Tener
perro me pone en situación de hablar con gente desconocida a diario.
Ellos se eligen entre sí y dan el pie (o la pata) para que los dueños
hablemos. Mi procedimiento es básico: pregunto sobre el nombre de la
mascota, sobre alguna intriga de la raza — ¿Come mucho un galgo aunque
sea tan flaco?— , y comentarios sobre el comportamiento. “Él tiene un
amigo...”, me cuenta la dueña de Bruno, un bóxer marrón de un año. El
nombre de ella no lo sé, claro. No me interesa. Y a ella no le interesa
el mío. Yo soy el dueño de Amina, que está conociendo a sus primeros “amigos”.
Ser
quien maneja la correa es una especie de ser “el hijo o la novia de”.

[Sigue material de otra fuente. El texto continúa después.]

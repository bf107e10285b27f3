//! Derive macro for automatic binary serialization.
//!
//! Generates `Encode` and `Decode` implementations for structs. Fields are
//! serialized in declaration order using the crate's codec primitives
//! (little-endian fixed-width integers, length-prefixed containers), so the
//! output is deterministic and suitable for cryptographic hashing.
//!
//! Named structs (`struct Record { nonce: u64 }`) and tuple structs
//! (`struct Hash([u8; 32])`) share one impl emitter; only the field
//! accessors and the constructor shape differ between them. Enums, unions,
//! and unit structs are rejected - the ledger never persists them.

use proc_macro::TokenStream;
use quote::quote;
use syn::{Data, DeriveInput, Fields, parse_macro_input};

/// Derives `Encode` and `Decode` for a struct.
///
/// # Example
///
/// ```ignore
/// use ledger_derive::BinaryCodec;
///
/// #[derive(BinaryCodec)]
/// pub struct Record {
///     pub nonce: u64,
///     pub balance: u64,
/// }
/// ```
pub fn derive_binary_codec(input: TokenStream) -> TokenStream {
    let input = parse_macro_input!(input as DeriveInput);

    let expanded = match &input.data {
        Data::Struct(data_struct) => codec_impls(&input, &data_struct.fields),
        Data::Enum(_) | Data::Union(_) => {
            syn::Error::new_spanned(&input, "BinaryCodec derive only supports structs")
                .to_compile_error()
        }
    };

    TokenStream::from(expanded)
}

/// Emits the paired `Encode`/`Decode` impls for one struct.
///
/// Both impls are driven by the same field walk: encoding visits one
/// accessor expression per field in declaration order, and decoding reads
/// the identical sequence back through whichever constructor shape the
/// struct flavor requires.
fn codec_impls(input: &DeriveInput, fields: &Fields) -> proc_macro2::TokenStream {
    let read_field = quote! { crate::types::encoding::Decode::decode(input)? };

    let (accessors, constructor): (Vec<proc_macro2::TokenStream>, proc_macro2::TokenStream) =
        match fields {
            Fields::Named(fields) => {
                let names: Vec<_> = fields.named.iter().map(|field| &field.ident).collect();
                let inits = names.iter().map(|name| quote! { #name: #read_field });
                (
                    names.iter().map(|name| quote! { self.#name }).collect(),
                    quote! { Ok(Self { #(#inits),* }) },
                )
            }
            Fields::Unnamed(fields) => {
                let indices: Vec<syn::Index> =
                    (0..fields.unnamed.len()).map(syn::Index::from).collect();
                let reads = indices.iter().map(|_| read_field.clone());
                (
                    indices.iter().map(|index| quote! { self.#index }).collect(),
                    quote! { Ok(Self(#(#reads),*)) },
                )
            }
            Fields::Unit => {
                return syn::Error::new_spanned(
                    input,
                    "BinaryCodec derive does not support unit structs; there is nothing to encode",
                )
                .to_compile_error();
            }
        };

    let name = &input.ident;
    let (impl_generics, ty_generics, where_clause) = input.generics.split_for_impl();
    let encode_calls = accessors
        .iter()
        .map(|field| quote! { crate::types::encoding::Encode::encode(&#field, out); });

    quote! {
        impl #impl_generics crate::types::encoding::Encode for #name #ty_generics #where_clause {
            fn encode<S: crate::types::encoding::EncodeSink>(&self, out: &mut S) {
                #(#encode_calls)*
            }
        }

        impl #impl_generics crate::types::encoding::Decode for #name #ty_generics #where_clause {
            fn decode(input: &mut &[u8]) -> ::std::result::Result<Self, crate::types::encoding::DecodeError> {
                #constructor
            }
        }
    }
}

Un recurso para ubicar gente más fácil. Yo todavía soy nuevo, ningún
dueño me saluda al llegar y ni siquiera saben el nombre de Amina, que
pisa la calle hace menos de un mes. Cuando el paseo devenga en hábito
quizás los demás dueños del Parque Chacabuco me reconozcan como yo ya
conozco a Rita, la salchicha; a Tomi, el cachorro con ojos de distinto color por heretocromía;
o a Hera, la galgo atigrada. Se sabe que hay miles de perros, pero uno
es más consciente de la cantidad cuando todos pasan por las narices del
suyo.
Una
compañera dijo que lo que más extraña de fumar son las charlas en las
puertas que caducan cuando se termina el cigarrillo. Cuando escuché esa
noble justificación lamenté perderme de algo así por no fumar (je).
Tampoco vivo en un edificio donde el ascensor me incita a conversar con
el compañero de espacio reducido. Hacer un gesto, hablar del clima o
mirarse al espejo. Al menos yo siento esa presión. Ahora, al ser dueño,
voy a poder disfrutar de esa espontaneidad, esa coincidencia que lleva a
dos desconocidos a hablar solo porque sus perros se están oliendo el
culo. Mucho más saludable que el cigarrillo.
Lo que sí: la prolongación de la charla es incierta. El timing
lo manejan los animales. Si están muy entretenidos revolcándose en el
piso los dueños tenemos que ahondar en anécdotas, cuidados u otros
perros. “Esos dos ovejeros de allá no tienen problema con nada ni
nadie”, me avisa la dueña de Bruno mientras su perro, la mía, los ovejeros y otros más juegan a correrse sin más lógica que la de gastar la energía que les genera estar con sus pares.
A veces llevo una mini pelota de rugby para jugar con Ami.
Una tarde, ni bien pisamos la plaza del barrio, se nos acercó un nene
para preguntarme si podía jugar. Agustín hace rugby en un club cercano
que yo no sabía que existía ni él sabe cuál es el nombre porque “nunca
me lo dijeron”. Estuvimos como 20 minutos tirándonos pases — me enseñó
algunas técnicas— mientras Amina intentaba robarnos la ovalada. El
ejercicio suficiente para que quede sedada el resto del día. Cuando lo
despedí, le pregunté el nombre y le dije el mío, que ni pareció interesarle.